Instructions to follow:
Write only the number of lines below in which "Serialize" occurs.

------ Input for this task

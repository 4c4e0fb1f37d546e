//! Error types for the laundry service.

use serde::Serialize;

/// Domain-level errors (constraint violations on entity values).
#[derive(Debug, Clone, PartialEq, thiserror::Error)]
pub enum DomainError {
    #[error("{entity}.{property} is required")]
    Required {
        entity: &'static str,
        property: &'static str,
    },

    #[error("{entity}.{property} exceeds the maximum length of {max} characters (got {actual})")]
    MaxLength {
        entity: &'static str,
        property: &'static str,
        max: usize,
        actual: usize,
    },

    #[error("Invalid {entity} record: {reason}")]
    InvalidRecord {
        entity: &'static str,
        reason: String,
    },
}

/// Errors raised while assembling a schema model.
#[derive(Debug, Clone, PartialEq, Eq, thiserror::Error)]
pub enum ModelError {
    #[error("Entity {0} is declared more than once")]
    DuplicateEntity(String),

    #[error("Entity {entity} references unknown entity {principal}")]
    UnknownPrincipal { entity: String, principal: String },

    #[error("Entity {entity} has no property named {property}")]
    UnknownProperty { entity: String, property: String },

    #[error("Foreign keys form a cycle through {0}")]
    Cycle(String),
}

/// Repository-level errors (data access failures).
#[derive(Debug, thiserror::Error)]
pub enum RepoError {
    #[error(transparent)]
    Domain(#[from] DomainError),

    #[error("Database error: {0}")]
    Database(String),

    #[error("Transaction error: {0}")]
    Transaction(String),

    #[error("Entity not found")]
    NotFound,

    #[error("Schema error: {0}")]
    Schema(String),
}

/// The step of a CRUD operation that failed in the store.
#[derive(Debug, Clone, Copy, PartialEq, Eq)]
pub enum ServiceAction {
    Retrieving,
    Saving,
    Updating,
    Deleting,
}

impl std::fmt::Display for ServiceAction {
    fn fmt(&self, f: &mut std::fmt::Formatter<'_>) -> std::fmt::Result {
        let s = match self {
            ServiceAction::Retrieving => "retrieving",
            ServiceAction::Saving => "saving",
            ServiceAction::Updating => "updating",
            ServiceAction::Deleting => "deleting",
        };
        write!(f, "{}", s)
    }
}

/// Application-level errors returned by every CRUD operation.
///
/// Maps cleanly to HTTP status codes.
#[derive(Debug, Clone, PartialEq, thiserror::Error)]
pub enum ServiceError {
    #[error("{} not found", capitalize(.entity))]
    NotFound { entity: &'static str },

    #[error("An error occurred while {action} the {entity}: {detail}")]
    Persistence {
        action: ServiceAction,
        entity: &'static str,
        detail: String,
    },
}

impl ServiceError {
    pub fn persistence(action: ServiceAction, entity: &'static str, err: RepoError) -> Self {
        ServiceError::Persistence {
            action,
            entity,
            detail: err.to_string(),
        }
    }
}

fn capitalize(s: &str) -> String {
    let mut chars = s.chars();
    match chars.next() {
        Some(c) => c.to_uppercase().chain(chars).collect(),
        None => String::new(),
    }
}

/// Wire form of a CRUD result: `{"ok": true, "value": ...}` or
/// `{"ok": false, "message": "..."}`.
#[derive(Debug, Clone, Serialize)]
pub struct OperationResponse<T> {
    pub ok: bool,
    #[serde(skip_serializing_if = "Option::is_none")]
    pub value: Option<T>,
    #[serde(skip_serializing_if = "Option::is_none")]
    pub message: Option<String>,
}

impl<T> From<Result<T, ServiceError>> for OperationResponse<T> {
    fn from(result: Result<T, ServiceError>) -> Self {
        match result {
            Ok(value) => OperationResponse {
                ok: true,
                value: Some(value),
                message: None,
            },
            Err(err) => OperationResponse {
                ok: false,
                value: None,
                message: Some(err.to_string()),
            },
        }
    }
}
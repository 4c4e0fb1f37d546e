//! HTTP Inbound Adapter
//!
//! Axum-based HTTP server that drives the CRUD services.

mod handlers;
mod server;

pub use handlers::{ApiError, ApiJson, ApiPath, ApiQuery, AppState};
pub use server::HttpServer;
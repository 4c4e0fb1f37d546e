//! User domain model.

use serde::{Deserialize, Serialize};

use crate::entity::{Entity, ID, Record};
use crate::error::DomainError;
use crate::schema::{EntityType, Property};

/// A registered customer of the laundry.
#[derive(Debug, Clone, PartialEq, Serialize, Deserialize)]
pub struct User {
    pub id: Option<i64>,
    pub email: String,
    pub password: String,
}

impl User {
    pub fn new(email: impl Into<String>, password: impl Into<String>) -> Self {
        Self {
            id: None,
            email: email.into(),
            password: password.into(),
        }
    }
}

impl Entity for User {
    const NAME: &'static str = "User";
    const LABEL: &'static str = "user";

    fn entity_type() -> EntityType {
        EntityType::new(Self::NAME, "Users")
            .property(Property::text("Email", 50).required())
            .property(Property::text("Password", 50).required())
    }

    fn id(&self) -> Option<i64> {
        self.id
    }

    fn set_id(&mut self, id: Option<i64>) {
        self.id = id;
    }

    fn to_record(&self) -> Record {
        Record::new(Self::NAME)
            .with(ID, self.id)
            .with("Email", self.email.as_str())
            .with("Password", self.password.as_str())
    }

    fn from_record(record: &Record) -> Result<Self, DomainError> {
        Ok(Self {
            id: record.id(),
            email: record.text("Email")?,
            password: record.text("Password")?,
        })
    }

    fn apply_patch(&mut self, patch: &Self) {
        self.email = patch.email.clone();
        self.password = patch.password.clone();
    }

    fn seed() -> Vec<Self> {
        vec![
            Self {
                id: Some(100),
                email: "felipedota2@gmail.com".into(),
                password: "slark".into(),
            },
            Self {
                id: Some(101),
                email: "xavistian@gmail.com".into(),
                password: "tiaaaaaaaan".into(),
            },
        ]
    }
}

#[cfg(test)]
mod tests {
    use super::*;

    #[test]
    fn test_record_projection() {
        let mut user = User::new("ana@example.com", "hunter2");
        user.id = Some(9);

        let record = user.to_record();
        assert_eq!(record.id(), Some(9));
        assert_eq!(User::from_record(&record).unwrap(), user);
    }

    #[test]
    fn test_email_required() {
        let record = Record::new(User::NAME).with("Password", "x");
        assert!(matches!(
            User::from_record(&record),
            Err(DomainError::InvalidRecord { .. })
        ));
    }

    #[test]
    fn test_password_too_long() {
        let user = User::new("ana@example.com", "p".repeat(51));
        assert!(matches!(
            user.validate(),
            Err(DomainError::MaxLength { max: 50, .. })
        ));
    }
}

------------

Answer below:
4